__Problem description__.
From the first line of the data below, copy each line up to the one containing "if let Some((p, q))", and include that line too.

[Saved entries]

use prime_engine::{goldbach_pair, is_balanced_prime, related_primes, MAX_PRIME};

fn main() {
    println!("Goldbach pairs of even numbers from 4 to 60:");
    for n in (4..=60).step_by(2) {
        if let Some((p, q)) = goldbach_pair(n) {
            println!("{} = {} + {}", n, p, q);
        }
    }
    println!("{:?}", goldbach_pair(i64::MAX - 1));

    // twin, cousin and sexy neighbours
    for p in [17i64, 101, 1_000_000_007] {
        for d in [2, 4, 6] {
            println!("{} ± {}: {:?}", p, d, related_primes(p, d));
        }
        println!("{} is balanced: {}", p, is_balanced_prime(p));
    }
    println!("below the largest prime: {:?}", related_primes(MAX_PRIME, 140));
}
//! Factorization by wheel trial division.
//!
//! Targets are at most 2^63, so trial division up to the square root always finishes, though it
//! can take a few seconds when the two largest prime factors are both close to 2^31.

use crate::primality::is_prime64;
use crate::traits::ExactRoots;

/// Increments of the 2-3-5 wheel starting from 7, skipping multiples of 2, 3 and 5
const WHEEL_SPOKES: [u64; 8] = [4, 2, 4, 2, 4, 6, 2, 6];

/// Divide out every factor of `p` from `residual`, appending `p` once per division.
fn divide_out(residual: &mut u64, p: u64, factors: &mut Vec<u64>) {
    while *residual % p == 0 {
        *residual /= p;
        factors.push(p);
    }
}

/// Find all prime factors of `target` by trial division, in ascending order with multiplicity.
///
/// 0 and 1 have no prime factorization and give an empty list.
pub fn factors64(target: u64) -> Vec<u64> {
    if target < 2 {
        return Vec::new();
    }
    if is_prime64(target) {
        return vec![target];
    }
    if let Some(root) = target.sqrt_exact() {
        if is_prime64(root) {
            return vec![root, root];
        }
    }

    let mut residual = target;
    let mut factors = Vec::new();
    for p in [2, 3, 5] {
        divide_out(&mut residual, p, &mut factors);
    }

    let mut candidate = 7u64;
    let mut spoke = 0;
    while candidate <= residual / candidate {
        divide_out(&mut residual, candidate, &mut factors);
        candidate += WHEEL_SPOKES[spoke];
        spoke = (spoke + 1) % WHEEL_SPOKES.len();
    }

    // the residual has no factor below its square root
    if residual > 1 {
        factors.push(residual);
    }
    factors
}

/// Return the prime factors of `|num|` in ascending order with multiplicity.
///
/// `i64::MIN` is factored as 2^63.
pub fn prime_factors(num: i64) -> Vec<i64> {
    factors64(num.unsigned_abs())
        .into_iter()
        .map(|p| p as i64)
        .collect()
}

__Response area__.
use prime_engine::{goldbach_pair, is_balanced_prime, related_primes, MAX_PRIME};

fn main() {
    println!("Goldbach pairs of even numbers from 4 to 60:");
    for n in (4..=60).step_by(2) {
        if let Some((p, q)) = goldbach_pair(n) {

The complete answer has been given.